*** Opening Data to process ***

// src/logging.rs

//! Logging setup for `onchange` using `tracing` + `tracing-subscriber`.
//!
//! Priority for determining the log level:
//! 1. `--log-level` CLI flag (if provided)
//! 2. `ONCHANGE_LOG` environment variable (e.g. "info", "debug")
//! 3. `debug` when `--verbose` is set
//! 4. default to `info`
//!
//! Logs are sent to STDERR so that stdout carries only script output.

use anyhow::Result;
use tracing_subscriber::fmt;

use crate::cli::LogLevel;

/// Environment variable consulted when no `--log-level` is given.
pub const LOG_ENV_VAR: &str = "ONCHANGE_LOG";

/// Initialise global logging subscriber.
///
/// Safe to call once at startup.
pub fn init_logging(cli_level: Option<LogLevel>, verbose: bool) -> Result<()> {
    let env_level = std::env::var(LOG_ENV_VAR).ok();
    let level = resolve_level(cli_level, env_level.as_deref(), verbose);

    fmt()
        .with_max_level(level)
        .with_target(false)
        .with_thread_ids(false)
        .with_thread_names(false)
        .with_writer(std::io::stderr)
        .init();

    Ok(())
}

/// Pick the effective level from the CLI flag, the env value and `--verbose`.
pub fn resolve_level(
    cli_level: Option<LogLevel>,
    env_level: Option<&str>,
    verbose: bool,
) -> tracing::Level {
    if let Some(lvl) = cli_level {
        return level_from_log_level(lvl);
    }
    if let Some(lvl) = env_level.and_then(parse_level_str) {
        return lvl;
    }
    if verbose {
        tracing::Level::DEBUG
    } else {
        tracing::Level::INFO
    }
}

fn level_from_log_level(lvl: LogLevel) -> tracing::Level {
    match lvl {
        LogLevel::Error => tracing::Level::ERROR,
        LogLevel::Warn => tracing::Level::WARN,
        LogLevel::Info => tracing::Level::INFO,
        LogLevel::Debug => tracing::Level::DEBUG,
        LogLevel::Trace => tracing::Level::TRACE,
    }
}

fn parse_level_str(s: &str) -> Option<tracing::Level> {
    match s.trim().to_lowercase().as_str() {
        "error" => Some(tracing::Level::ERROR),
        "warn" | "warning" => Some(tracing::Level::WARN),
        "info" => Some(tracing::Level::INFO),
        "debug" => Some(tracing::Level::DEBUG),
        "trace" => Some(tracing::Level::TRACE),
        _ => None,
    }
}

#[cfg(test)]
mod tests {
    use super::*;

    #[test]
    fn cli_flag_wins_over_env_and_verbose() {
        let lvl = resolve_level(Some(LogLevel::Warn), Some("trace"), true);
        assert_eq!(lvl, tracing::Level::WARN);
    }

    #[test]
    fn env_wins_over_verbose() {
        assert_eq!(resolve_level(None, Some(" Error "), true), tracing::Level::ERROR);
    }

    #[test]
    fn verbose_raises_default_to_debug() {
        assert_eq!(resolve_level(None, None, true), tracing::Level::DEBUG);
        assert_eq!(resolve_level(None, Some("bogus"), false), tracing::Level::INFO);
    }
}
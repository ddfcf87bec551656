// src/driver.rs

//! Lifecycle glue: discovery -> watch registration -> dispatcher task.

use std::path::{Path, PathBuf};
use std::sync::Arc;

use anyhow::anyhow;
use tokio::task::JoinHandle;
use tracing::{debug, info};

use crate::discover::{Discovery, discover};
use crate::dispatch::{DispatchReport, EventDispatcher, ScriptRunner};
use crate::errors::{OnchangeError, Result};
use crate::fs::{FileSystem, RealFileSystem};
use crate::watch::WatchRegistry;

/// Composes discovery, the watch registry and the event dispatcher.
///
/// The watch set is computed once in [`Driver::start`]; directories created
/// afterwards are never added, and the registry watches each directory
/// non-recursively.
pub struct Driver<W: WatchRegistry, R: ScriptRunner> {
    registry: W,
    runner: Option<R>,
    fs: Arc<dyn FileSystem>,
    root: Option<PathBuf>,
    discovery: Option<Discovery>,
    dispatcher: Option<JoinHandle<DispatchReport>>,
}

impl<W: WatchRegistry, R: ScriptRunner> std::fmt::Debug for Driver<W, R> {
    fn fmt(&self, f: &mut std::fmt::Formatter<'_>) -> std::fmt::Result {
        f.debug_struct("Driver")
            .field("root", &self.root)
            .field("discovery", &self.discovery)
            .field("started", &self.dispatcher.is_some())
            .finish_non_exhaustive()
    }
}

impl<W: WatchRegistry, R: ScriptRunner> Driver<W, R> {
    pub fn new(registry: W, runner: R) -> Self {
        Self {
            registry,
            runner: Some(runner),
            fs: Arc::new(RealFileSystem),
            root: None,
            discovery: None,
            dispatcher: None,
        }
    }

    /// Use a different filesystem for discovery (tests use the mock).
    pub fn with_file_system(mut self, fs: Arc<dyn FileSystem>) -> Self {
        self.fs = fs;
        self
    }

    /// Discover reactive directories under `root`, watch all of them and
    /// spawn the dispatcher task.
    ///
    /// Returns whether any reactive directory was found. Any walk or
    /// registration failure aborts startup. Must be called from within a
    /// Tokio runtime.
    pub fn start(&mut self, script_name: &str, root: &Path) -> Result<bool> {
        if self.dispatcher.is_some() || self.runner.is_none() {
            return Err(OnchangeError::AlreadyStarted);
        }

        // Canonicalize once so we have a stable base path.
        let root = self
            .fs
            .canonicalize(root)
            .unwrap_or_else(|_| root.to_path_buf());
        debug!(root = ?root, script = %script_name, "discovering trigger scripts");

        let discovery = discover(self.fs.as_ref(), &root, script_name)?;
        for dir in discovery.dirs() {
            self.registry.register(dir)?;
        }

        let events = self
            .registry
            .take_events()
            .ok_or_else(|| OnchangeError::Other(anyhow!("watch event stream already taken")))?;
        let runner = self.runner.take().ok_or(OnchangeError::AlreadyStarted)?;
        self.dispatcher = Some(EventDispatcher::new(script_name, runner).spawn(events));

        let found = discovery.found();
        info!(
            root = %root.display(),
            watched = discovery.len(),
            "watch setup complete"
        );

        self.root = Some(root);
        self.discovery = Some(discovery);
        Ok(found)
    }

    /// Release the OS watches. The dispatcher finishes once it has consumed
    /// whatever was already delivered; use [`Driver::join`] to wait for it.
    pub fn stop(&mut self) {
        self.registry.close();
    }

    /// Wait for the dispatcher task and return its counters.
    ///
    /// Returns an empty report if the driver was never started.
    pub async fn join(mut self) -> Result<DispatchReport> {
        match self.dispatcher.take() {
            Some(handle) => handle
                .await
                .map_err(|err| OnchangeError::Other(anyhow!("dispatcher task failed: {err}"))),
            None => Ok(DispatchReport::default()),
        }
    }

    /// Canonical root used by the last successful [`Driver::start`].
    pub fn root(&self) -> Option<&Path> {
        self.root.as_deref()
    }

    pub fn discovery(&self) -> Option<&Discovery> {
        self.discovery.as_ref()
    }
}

*** Closing Data to process ***

Task to complete:
Transcribe every entry verbatim.

Result for this exercise:
// src/logging.rs

//! Logging setup for `onchange` using `tracing` + `tracing-subscriber`.
//!
//! Priority for determining the log level:
//! 1. `--log-level` CLI flag (if provided)
//! 2. `ONCHANGE_LOG` environment variable (e.g. "info", "debug")
//! 3. `debug` when `--verbose` is set
//! 4. default to `info`
//!
//! Logs are sent to STDERR so that stdout carries only script output.

use anyhow::Result;
use tracing_subscriber::fmt;

use crate::cli::LogLevel;

/// Environment variable consulted when no `--log-level` is given.
pub const LOG_ENV_VAR: &str = "ONCHANGE_LOG";

/// Initialise global logging subscriber.
///
/// Safe to call once at startup.
pub fn init_logging(cli_level: Option<LogLevel>, verbose: bool) -> Result<()> {
    let env_level = std::env::var(LOG_ENV_VAR).ok();
    let level = resolve_level(cli_level, env_level.as_deref(), verbose);

    fmt()
        .with_max_level(level)
        .with_target(false)
        .with_thread_ids(false)
        .with_thread_names(false)
        .with_writer(std::io::stderr)
        .init();

    Ok(())
}

/// Pick the effective level from the CLI flag, the env value and `--verbose`.
pub fn resolve_level(
    cli_level: Option<LogLevel>,
    env_level: Option<&str>,
    verbose: bool,
) -> tracing::Level {
    if let Some(lvl) = cli_level {
        return level_from_log_level(lvl);
    }
    if let Some(lvl) = env_level.and_then(parse_level_str) {
        return lvl;
    }
    if verbose {
        tracing::Level::DEBUG
    } else {
        tracing::Level::INFO
    }
}

fn level_from_log_level(lvl: LogLevel) -> tracing::Level {
    match lvl {
        LogLevel::Error => tracing::Level::ERROR,
        LogLevel::Warn => tracing::Level::WARN,
        LogLevel::Info => tracing::Level::INFO,
        LogLevel::Debug => tracing::Level::DEBUG,
        LogLevel::Trace => tracing::Level::TRACE,
    }
}

fn parse_level_str(s: &str) -> Option<tracing::Level> {
    match s.trim().to_lowercase().as_str() {
        "error" => Some(tracing::Level::ERROR),
        "warn" | "warning" => Some(tracing::Level::WARN),
        "info" => Some(tracing::Level::INFO),
        "debug" => Some(tracing::Level::DEBUG),
        "trace" => Some(tracing::Level::TRACE),
        _ => None,
    }
}

#[cfg(test)]
mod tests {
    use super::*;

    #[test]
    fn cli_flag_wins_over_env_and_verbose() {
        let lvl = resolve_level(Some(LogLevel::Warn), Some("trace"), true);
        assert_eq!(lvl, tracing::Level::WARN);
    }

    #[test]
    fn env_wins_over_verbose() {
        assert_eq!(resolve_level(None, Some(" Error "), true), tracing::Level::ERROR);
    }

    #[test]
    fn verbose_raises_default_to_debug() {
        assert_eq!(resolve_level(None, None, true), tracing::Level::DEBUG);
        assert_eq!(resolve_level(None, Some("bogus"), false), tracing::Level::INFO);
    }
}
repository ddfcf87bec551656
// src/driver.rs

//! Lifecycle glue: discovery -> watch registration -> dispatcher task.

use std::path::{Path, PathBuf};
use std::sync::Arc;

use anyhow::anyhow;
use tokio::task::JoinHandle;
use tracing::{debug, info};

use crate::discover::{Discovery, discover};
use crate::dispatch::{DispatchReport, EventDispatcher, ScriptRunner};
use crate::errors::{OnchangeError, Result};
use crate::fs::{FileSystem, RealFileSystem};
use crate::watch::WatchRegistry;

/// Composes discovery, the watch registry and the event dispatcher.
///
/// The watch set is computed once in [`Driver::start`]; directories created
/// afterwards are never added, and the registry watches each directory
/// non-recursively.
pub struct Driver<W: WatchRegistry, R: ScriptRunner> {
    registry: W,
    runner: Option<R>,
    fs: Arc<dyn FileSystem>,
    root: Option<PathBuf>,
    discovery: Option<Discovery>,
    dispatcher: Option<JoinHandle<DispatchReport>>,
}

impl<W: WatchRegistry, R: ScriptRunner> std::fmt::Debug for Driver<W, R> {
    fn fmt(&self, f: &mut std::fmt::Formatter<'_>) -> std::fmt::Result {
        f.debug_struct("Driver")
            .field("root", &self.root)
            .field("discovery", &self.discovery)
            .field("started", &self.dispatcher.is_some())
            .finish_non_exhaustive()
    }
}

impl<W: WatchRegistry, R: ScriptRunner> Driver<W, R> {
    pub fn new(registry: W, runner: R) -> Self {
        Self {
            registry,
            runner: Some(runner),
            fs: Arc::new(RealFileSystem),
            root: None,
            discovery: None,
            dispatcher: None,
        }
    }

    /// Use a different filesystem for discovery (tests use the mock).
    pub fn with_file_system(mut self, fs: Arc<dyn FileSystem>) -> Self {
        self.fs = fs;
        self
    }

    /// Discover reactive directories under `root`, watch all of them and
    /// spawn the dispatcher task.
    ///
    /// Returns whether any reactive directory was found. Any walk or
    /// registration failure aborts startup. Must be called from within a
    /// Tokio runtime.
    pub fn start(&mut self, script_name: &str, root: &Path) -> Result<bool> {
        if self.dispatcher.is_some() || self.runner.is_none() {
            return Err(OnchangeError::AlreadyStarted);
        }

        // Canonicalize once so we have a stable base path.
        let root = self
            .fs
            .canonicalize(root)
            .unwrap_or_else(|_| root.to_path_buf());
        debug!(root = ?root, script = %script_name, "discovering trigger scripts");

        let discovery = discover(self.fs.as_ref(), &root, script_name)?;
        for dir in discovery.dirs() {
            self.registry.register(dir)?;
        }

        let events = self
            .registry
            .take_events()
            .ok_or_else(|| OnchangeError::Other(anyhow!("watch event stream already taken")))?;
        let runner = self.runner.take().ok_or(OnchangeError::AlreadyStarted)?;
        self.dispatcher = Some(EventDispatcher::new(script_name, runner).spawn(events));

        let found = discovery.found();
        info!(
            root = %root.display(),
            watched = discovery.len(),
            "watch setup complete"
        );

        self.root = Some(root);
        self.discovery = Some(discovery);
        Ok(found)
    }

    /// Release the OS watches. The dispatcher finishes once it has consumed
    /// whatever was already delivered; use [`Driver::join`] to wait for it.
    pub fn stop(&mut self) {
        self.registry.close();
    }

    /// Wait for the dispatcher task and return its counters.
    ///
    /// Returns an empty report if the driver was never started.
    pub async fn join(mut self) -> Result<DispatchReport> {
        match self.dispatcher.take() {
            Some(handle) => handle
                .await
                .map_err(|err| OnchangeError::Other(anyhow!("dispatcher task failed: {err}"))),
            None => Ok(DispatchReport::default()),
        }
    }

    /// Canonical root used by the last successful [`Driver::start`].
    pub fn root(&self) -> Option<&Path> {
        self.root.as_deref()
    }

    pub fn discovery(&self) -> Option<&Discovery> {
        self.discovery.as_ref()
    }
}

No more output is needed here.